Туда, на второй этаж, вела деревянная в два пролета лестница, истертая посредине подошвами ног, словно протекал тут ручей, промывший себе русло. Тек он большей частью не своей волей, и были люди, руководившие правильным течением его. В числе них — три адвоката, в меру своих сил и возможностей пытавшиеся вылавливать каждую щепку, попавшую в общий поток. Как все служащие города, они приходили на работу в определенный час.
Первым приходил обычно Соломатин, живший дальше других. Неся за ручку ученический под крокодиловую кожу портфель, мятый, мягкий и вытертый, на одном никелированном замочке, он шел согбенно, над сутулой спиной торчали подрезанные сзади седые полосы, под козырьком фуражки блестели круглые стекла очков. При каждом шаге по лестнице вверх обозначались острые колени, голова кивала в такт, лицо скорбящее, словно нес он в своем обвисшем портфеле весь груз людских грехов.

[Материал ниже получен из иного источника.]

//! Vote action endpoints.
//!
//! Every response body is `{success, error?, data?}`, including malformed
//! requests. A request without a session fails with `UNAUTHENTICATED` before
//! its body is looked at.

use axum::{
    Json, Router,
    extract::{State, rejection::JsonRejection},
    routing::post,
};
use pitchboard_common::VoteError;
use pitchboard_core::{
    GetUserVoteInput, RemoveVoteInput, Session, SubmitVoteInput,
    voting::{UserVote, VoteCounts},
};
use serde::Deserialize;

use crate::{extractors::MaybeAuthUser, middleware::AppState, response::ActionResponse};

/// Unwrap a JSON body, ranking a missing session above a bad body.
fn body<T>(
    session: Option<&Session>,
    payload: Result<Json<T>, JsonRejection>,
) -> Result<T, VoteError> {
    match payload {
        Ok(Json(input)) => Ok(input),
        Err(_) if session.is_none() => Err(VoteError::Unauthenticated),
        Err(rejection) => {
            tracing::debug!(error = %rejection, "Rejected vote request body");
            Err(VoteError::ValidationError)
        }
    }
}

/// Cast or change a vote.
async fn submit(
    MaybeAuthUser(session): MaybeAuthUser,
    State(state): State<AppState>,
    payload: Result<Json<SubmitVoteInput>, JsonRejection>,
) -> ActionResponse<()> {
    let result = match body(session.as_ref(), payload) {
        Ok(input) => state
            .vote_service
            .submit_vote(session.as_ref(), input)
            .await
            .map(|_| ()),
        Err(e) => Err(e),
    };
    result.map_or_else(ActionResponse::failed, |()| ActionResponse::done())
}

/// Retract a vote.
async fn remove(
    MaybeAuthUser(session): MaybeAuthUser,
    State(state): State<AppState>,
    payload: Result<Json<RemoveVoteInput>, JsonRejection>,
) -> ActionResponse<()> {
    let result = match body(session.as_ref(), payload) {
        Ok(input) => state.vote_service.remove_vote(session.as_ref(), input).await,
        Err(e) => Err(e),
    };
    result.map_or_else(ActionResponse::failed, |()| ActionResponse::done())
}

/// Fetch the caller's own vote. `data` is `null` when there is none.
async fn user_vote(
    MaybeAuthUser(session): MaybeAuthUser,
    State(state): State<AppState>,
    payload: Result<Json<GetUserVoteInput>, JsonRejection>,
) -> ActionResponse<Option<UserVote>> {
    let result = match body(session.as_ref(), payload) {
        Ok(input) => state.vote_service.get_user_vote(session.as_ref(), input).await,
        Err(e) => Err(e),
    };
    ActionResponse::from_result(result)
}

/// Counts request.
#[derive(Debug, Deserialize)]
#[serde(rename_all = "camelCase")]
pub struct CountsRequest {
    pub startup_id: String,
}

/// Aggregate counts. Public.
async fn counts(
    State(state): State<AppState>,
    payload: Result<Json<CountsRequest>, JsonRejection>,
) -> ActionResponse<VoteCounts> {
    let result = match payload {
        Ok(Json(req)) => state.vote_service.vote_counts(&req.startup_id).await,
        Err(_) => Err(VoteError::ValidationError),
    };
    ActionResponse::from_result(result)
}

pub fn router() -> Router<AppState> {
    Router::new()
        .route("/submit", post(submit))
        .route("/remove", post(remove))
        .route("/user-vote", post(user_vote))
        .route("/counts", post(counts))
}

Завадовский входил стремительно. Свежевыбритый, энергичный, с тонкой кожаной папкой в смуглой руке, на безымянном пальце которой блестело толстое золотое кольцо, он взбегал по лестнице, не задерживаясь ни с кем из ожидавших его клиентов, но каждому оставляя впечатление, что он торопится по его делу и будет лучше в интересах дела не останавливать его сейчас. При этом лицо его сохраняло профессионально-озабоченное выражение человека, который ничего определенного пока еще обещать не может, но, сознавая всю сложность, имеет основания надеяться на лучший исход.
Взбежав наверх, Завадовский здоровался, с порога бросал шапку на свой стол и шел вслед за нею. От сотрясения пола, произведенного его шагами, как бы поколебавшись, сами собой начинали растворяться дверцы шкафа у стены. Соломатин, близоруко царапавший пером по бумаге, подымал голову, смотрел на них поверх очков старчески мутноватыми слезящимися глазами. И, составив фразу в уме, опять сгибался носом к бумаге, шепча. После горячего утреннего завтрака Завадовскому, прежде чем приступить к делам, требовалась одна хорошая папироса и пара минут разговора с живым человеком. Не того вялого разговора, когда словами вторично проходят путь, давно пройденный мыслью, а разговора легкого, ироничного, способного доставить истинное наслаждение.
Вернувшись, закрыв дверцы шкафа, Завадовский садился на свое место и закуривал, вытянув ноги под столом. Некий философ, кажется, Киркегор, сказал однажды, что людям дана величайшая из свобод — свобода мысли, — они же почему-то требуют свободы выражения ее. Завадовский умел ценить эту величайшую из свобод, умел нe только пользоваться ею, но получать удовольствие, если рядом не было хорошего собеседника.
Проходя под открытым окном, Никонов услышал у адвокатов смех. Там посреди комнаты стоял Егоров, третий из адвокатов и самый молодой. Без пиджака, в белой рубашке с засученными рукавами, с плечами боксера, он громко рассказывал о только что закончившемся в областном суде процессе, в котором участвовал.